REPRODUCIBILITY OF THE HEIDELBERG RETINA FLOWMETER BY AUTOMATIC FULL FIELD PERFUSION IMAGE ANALYSIS*

MICHELE IESTER,1,2 MICHELE ALTIERI,1 GEORG MICHELSON,3 PAOLO VITTONE,2 CARLO E. TRAVERSO1 and GIOVANNI CALABRIA1

1Department of Neurological Sciences, Ophthalmology, Genetic, Clinica Oculistica, University of Genoa, and 2Division of Ophthalmology, G. Gaslini Institute; Genoa, Italy; 3Department of Ophthalmalogy and Eye Hospital, Friedrich-Alexander-University Erlangen-Nürnberg, Erlangen, Germany

Abstract

Purpose: To evaluate the intra-observer reproducibility of an automatic full field perfusion image analysis (AFFPIA) for assessing retinal blood flow. Methods: One eye each of ten subjects was recruited at random. Blood flow measurements were analyzed using the Heidelberg Retina Flowmeter (HRF), which calculates the flow, volume, and velocity of each pixel. Intra-observer reproducibility was calculated for the AFFPIA program. The superior and inferior sections of the optic nerve heads (ONHs) were considered. Retinal blood flow was calculated for each of the following parts: temporal, nasal, and rim area. Results: The intra-observer intra-image AFFPIA coefficient of variation (COV) ranged from 0.5-5% in the temporal area, from 0.1-5.3% in the nasal area, and from 0.5-28% in the rim area. The intra-observer inter-image AFFPIA COV of flow measurements ranged from 1-7.3% in the temporal area, from 1.5-10% in the nasal area, and from 2-30% in the rim area. Conclusion: Retinal blood flow measured by HRF and analyzed by AFFPIA has good intra-observer reproducibility in both the temporal and nasal areas.

Introduction

Indirect clinical data suggest that vascular factors are involved in the pathophysiology of glaucomatous optic neuropathy.1-3 Several technologies compete to allow clinicians to evaluate ocular blood flow.4-6

In this study, we tested the Heidelberg Retina Flowmeter’s (HRF) reproducibility using the automatic full field perfusion image analysis (AFFPIA) program, which can evaluate the topography of perfused capillary vessels of the retina and optic nerve head.

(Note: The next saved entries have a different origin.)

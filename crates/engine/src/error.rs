//! The module contains the error the engine can throw.
//!
//! The errors are:
//!
//! - [`Validation`] thrown when an input is rejected before touching the store
//!   (unknown category, non-positive amount, empty name, ...).
//! - [`NotFound`] thrown when a referenced charity or donation does not exist.
//! - [`Database`] wraps any storage failure.
//!
//! Every error leaves the store unchanged: the transaction of the failing
//! operation is never committed.
//!
//!  [`Validation`]: EngineError::Validation
//!  [`NotFound`]: EngineError::NotFound
//!  [`Database`]: EngineError::Database
use sea_orm::DbErr;
use thiserror::Error;

/// Engine custom errors.
#[derive(Error, Debug)]
pub enum EngineError {
    #[error("Invalid input: {0}")]
    Validation(String),
    #[error("\"{0}\" not found!")]
    NotFound(String),
    #[error(transparent)]
    Database(#[from] DbErr),
}

impl EngineError {
    /// `true` for input rejected by validation.
    pub fn is_validation(&self) -> bool {
        matches!(self, Self::Validation(_))
    }

    /// `true` when a referenced record does not exist.
    pub fn is_not_found(&self) -> bool {
        matches!(self, Self::NotFound(_))
    }
}

impl PartialEq for EngineError {
    fn eq(&self, other: &Self) -> bool {
        match (self, other) {
            (Self::Validation(a), Self::Validation(b)) => a == b,
            (Self::NotFound(a), Self::NotFound(b)) => a == b,
            (Self::Database(a), Self::Database(b)) => a.to_string() == b.to_string(),
            _ => false,
        }
    }
}
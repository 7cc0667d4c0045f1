use std::{path::PathBuf, process::ExitCode};

use clap::{Args, Parser};
use engine::Engine;
use migration::{Migrator, MigratorTrait};
use sea_orm::{Database, DatabaseConnection};
use tracing_subscriber::EnvFilter;

use crate::{
    commands::Command,
    error::Result,
    settings::{DatabaseSettings, Settings},
};

mod commands;
mod error;
mod render;
mod settings;

#[derive(Parser, Debug)]
#[command(name = "charity", version)]
#[command(about = "Register charities, take donations and print receipts")]
struct Cli {
    #[command(flatten)]
    global: GlobalArgs,

    #[command(subcommand)]
    command: Command,
}

#[derive(Args, Debug, Default)]
pub struct GlobalArgs {
    /// Optional config file path (TOML).
    #[arg(long, global = true)]
    pub config: Option<String>,
    /// Override the database file location.
    #[arg(long, global = true)]
    pub database: Option<PathBuf>,
    /// Use an in-memory database that is discarded on exit.
    #[arg(long, global = true)]
    pub memory: bool,
    /// Override the log level (error, warn, info, debug, trace).
    #[arg(long, global = true)]
    pub log_level: Option<String>,
}

async fn connect_db(settings: &DatabaseSettings) -> Result<DatabaseConnection> {
    if let Some(parent) = settings.parent_dir() {
        std::fs::create_dir_all(parent)?;
    }
    let url = settings.url();
    tracing::debug!(%url, "opening database");
    let db = Database::connect(url).await?;
    Migrator::up(&db, None).await?;
    Ok(db)
}

async fn run(command: Command, settings: &Settings) -> Result<()> {
    let db = connect_db(&settings.database).await?;
    let engine = Engine::builder().database(db).build().await?;
    let mut out = std::io::stdout();
    commands::execute(&engine, command, &mut out).await
}

#[tokio::main]
async fn main() -> ExitCode {
    let cli = Cli::parse();

    let settings = match Settings::load(&cli.global) {
        Ok(settings) => settings,
        Err(err) => {
            eprintln!("error: {err}");
            return ExitCode::FAILURE;
        }
    };

    let filter = EnvFilter::try_from_default_env()
        .unwrap_or_else(|_| EnvFilter::new(settings.log_filter()));
    tracing_subscriber::fmt()
        .with_env_filter(filter)
        .with_writer(std::io::stderr)
        .init();
    tracing::debug!(?settings, "loaded settings");

    match run(cli.command, &settings).await {
        Ok(()) => ExitCode::SUCCESS,
        Err(err) => {
            tracing::debug!("command failed: {err:?}");
            eprintln!("error: {err}");
            ExitCode::FAILURE
        }
    }
}
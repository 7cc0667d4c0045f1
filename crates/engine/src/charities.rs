//! The module contains `Charity` struct and its storage model.

use chrono::{DateTime, Utc};
use sea_orm::entity::{ActiveValue, prelude::*};
use serde::Serialize;
use uuid::Uuid;

use crate::{Category, EngineError, Money, ResultEngine};

/// A registered nonprofit with a fundraising goal.
///
/// `raised_usd` is owned by the engine: it only moves when a donation is
/// recorded and always equals the sum of the charity's donations.
#[derive(Clone, Debug, PartialEq, Serialize)]
pub struct Charity {
    pub id: Uuid,
    pub name: String,
    pub category: Category,
    pub description: String,
    pub goal_usd: Money,
    pub raised_usd: Money,
    pub verified: bool,
    pub created_at: DateTime<Utc>,
}

impl Charity {
    /// A fresh, unverified charity with nothing raised yet.
    pub fn new(
        name: String,
        category: Category,
        description: String,
        goal_usd: Money,
    ) -> ResultEngine<Self> {
        if goal_usd.is_negative() {
            return Err(EngineError::Validation(
                "goal must be >= 0".to_string(),
            ));
        }
        Ok(Self {
            id: Uuid::new_v4(),
            name,
            category,
            description,
            goal_usd,
            raised_usd: Money::ZERO,
            verified: false,
            created_at: Utc::now(),
        })
    }

    /// Percentage of the goal raised so far; `0.0` when the goal is zero.
    pub fn progress_percent(&self) -> f64 {
        if self.goal_usd.is_positive() {
            self.raised_usd.as_dollars() / self.goal_usd.as_dollars() * 100.0
        } else {
            0.0
        }
    }
}

#[derive(Clone, Debug, PartialEq, DeriveEntityModel)]
#[sea_orm(table_name = "charities")]
pub struct Model {
    #[sea_orm(primary_key, auto_increment = false)]
    pub id: Uuid,
    pub name: String,
    pub category: String,
    pub description: String,
    pub goal_usd: i64,
    pub raised_usd: i64,
    pub verified: bool,
    pub created_at: DateTimeUtc,
}

#[derive(Copy, Clone, Debug, EnumIter, DeriveRelation)]
pub enum Relation {
    #[sea_orm(has_many = "super::donations::Entity")]
    Donations,
}

impl Related<super::donations::Entity> for Entity {
    fn to() -> RelationDef {
        Relation::Donations.def()
    }
}

impl ActiveModelBehavior for ActiveModel {}

impl From<&Charity> for ActiveModel {
    fn from(value: &Charity) -> Self {
        Self {
            id: ActiveValue::Set(value.id),
            name: ActiveValue::Set(value.name.clone()),
            category: ActiveValue::Set(value.category.as_str().to_string()),
            description: ActiveValue::Set(value.description.clone()),
            goal_usd: ActiveValue::Set(value.goal_usd.cents()),
            raised_usd: ActiveValue::Set(value.raised_usd.cents()),
            verified: ActiveValue::Set(value.verified),
            created_at: ActiveValue::Set(value.created_at),
        }
    }
}

impl TryFrom<Model> for Charity {
    type Error = EngineError;

    fn try_from(model: Model) -> Result<Self, Self::Error> {
        Ok(Self {
            id: model.id,
            name: model.name,
            category: model.category.parse()?,
            description: model.description,
            goal_usd: Money::new(model.goal_usd),
            raised_usd: Money::new(model.raised_usd),
            verified: model.verified,
            created_at: model.created_at,
        })
    }
}

#[cfg(test)]
mod tests {
    use super::*;

    fn charity(goal_cents: i64) -> Charity {
        Charity::new(
            "Books for All".to_string(),
            Category::Education,
            "Libraries".to_string(),
            Money::new(goal_cents),
        )
        .unwrap()
    }

    #[test]
    fn new_charity_starts_empty_and_unverified() {
        let charity = charity(100_000);
        assert_eq!(charity.raised_usd, Money::ZERO);
        assert!(!charity.verified);
        assert_eq!(charity.progress_percent(), 0.0);
    }

    #[test]
    fn negative_goal_is_rejected() {
        let err = Charity::new(
            "Nope".to_string(),
            Category::Arts,
            String::new(),
            Money::new(-1),
        )
        .unwrap_err();
        assert!(err.is_validation());
    }

    #[test]
    fn progress_is_relative_to_goal() {
        let mut charity = charity(100_000);
        charity.raised_usd = Money::new(5_000);
        assert!((charity.progress_percent() - 5.0).abs() < f64::EPSILON);

        let mut zero_goal = self::charity(0);
        zero_goal.raised_usd = Money::new(5_000);
        assert_eq!(zero_goal.progress_percent(), 0.0);
    }

    #[test]
    fn model_round_trip_keeps_category() {
        let charity = charity(1_000);
        let model = Model {
            id: charity.id,
            name: charity.name.clone(),
            category: "health".to_string(),
            description: charity.description.clone(),
            goal_usd: 1_000,
            raised_usd: 250,
            verified: true,
            created_at: charity.created_at,
        };
        let restored = Charity::try_from(model).unwrap();
        assert_eq!(restored.category, Category::Health);
        assert_eq!(restored.raised_usd, Money::new(250));
        assert!(restored.verified);
    }

    #[test]
    fn model_with_unknown_category_is_rejected() {
        let charity = charity(1_000);
        let mut model = Model {
            id: charity.id,
            name: charity.name,
            category: "space".to_string(),
            description: charity.description,
            goal_usd: 0,
            raised_usd: 0,
            verified: false,
            created_at: charity.created_at,
        };
        assert!(Charity::try_from(model.clone()).is_err());
        model.category = "arts".to_string();
        assert!(Charity::try_from(model).is_ok());
    }
}
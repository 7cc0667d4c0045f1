pub use sea_orm_migration::prelude::*;

mod m20261019_000001_charities;

pub struct Migrator;

#[async_trait::async_trait]
impl MigratorTrait for Migrator {
    fn migrations() -> Vec<Box<dyn MigrationTrait>> {
        vec![Box::new(m20261019_000001_charities::Migration)]
    }
}
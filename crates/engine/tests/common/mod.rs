#![allow(dead_code)]

use std::path::PathBuf;

use sea_orm::{ConnectionTrait, Database, DatabaseConnection, Statement};

use engine::{Category, Charity, Engine, Money};
use migration::MigratorTrait;
use uuid::Uuid;

pub async fn engine_with_db() -> (Engine, DatabaseConnection) {
    let db = Database::connect("sqlite::memory:").await.unwrap();
    migration::Migrator::up(&db, None).await.unwrap();
    let engine = Engine::builder()
        .database(db.clone())
        .build()
        .await
        .unwrap();
    (engine, db)
}

pub async fn engine_with_file_db() -> (Engine, DatabaseConnection, PathBuf) {
    let root = PathBuf::from(env!("CARGO_MANIFEST_DIR")).join("../../target/test_dbs");
    std::fs::create_dir_all(&root).unwrap();

    let path = root.join(format!("engine_{}.db", Uuid::new_v4()));
    let url = format!("sqlite:{}?mode=rwc", path.display());

    let db = Database::connect(&url).await.unwrap();
    migration::Migrator::up(&db, None).await.unwrap();
    let engine = Engine::builder()
        .database(db.clone())
        .build()
        .await
        .unwrap();

    (engine, db, path)
}

pub async fn count_rows(db: &DatabaseConnection, table: &str) -> i64 {
    let backend = db.get_database_backend();
    let row = db
        .query_one(Statement::from_string(
            backend,
            format!("SELECT COUNT(*) AS n FROM {table}"),
        ))
        .await
        .unwrap()
        .unwrap();
    row.try_get("", "n").unwrap()
}

/// Sum of donation amounts per charity, read straight from the table.
pub async fn donated_cents(db: &DatabaseConnection, charity_id: Uuid) -> i64 {
    let backend = db.get_database_backend();
    let row = db
        .query_one(Statement::from_sql_and_values(
            backend,
            "SELECT COALESCE(SUM(amount_usd), 0) AS total FROM donations WHERE charity_id = ?",
            vec![charity_id.into()],
        ))
        .await
        .unwrap()
        .unwrap();
    row.try_get("", "total").unwrap()
}

pub async fn register(engine: &Engine, name: &str, category: Category, goal_cents: i64) -> Charity {
    engine
        .register_charity(name, category, "A good cause", Money::new(goal_cents))
        .await
        .unwrap()
}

*The details of this study have been published in the Journal of Glaucoma, 2002.

Address for correspondence: Michele Iester, MD, Viale Teano 71/1, 16147 Genoa, Italy. Email: m_iester@ hotmail.com

Perimetry Update 2002/2003, pp. 293–297

Proceedings of the XVth International Perimetric Society Meeting, Stratford-upon-Avon, England, June 26–29, 2002

edited by David B. Henson and Michael Wall

© 2004 Kugler Publications, The Hague, The Netherlands

294 M. Iester et al.

Patients and methods

Five normal subjects and five glaucomatous patients were included in the study. Patients with diabetes, systemic hypertension, or vasospastic symptoms were excluded. Patients with an area of beta atrophy were excluded in order to avoid bias due to the local hyperreflectivity of the sclera. No patients with ametropia of more than ±5 diopters, lens opacity, or other ocular disease were included in the study. The diagnosis of primary open-angle glaucoma was based on the presence of typical glaucomatous visual field defects and optic disc damage.7 In all cases, the visual field was analyzed by Humphrey Field Analyzer, program 30-2, full threshold, SITA (Humphrey Inc, Leandro, CA). Blood pressure and heart rate were also assessed.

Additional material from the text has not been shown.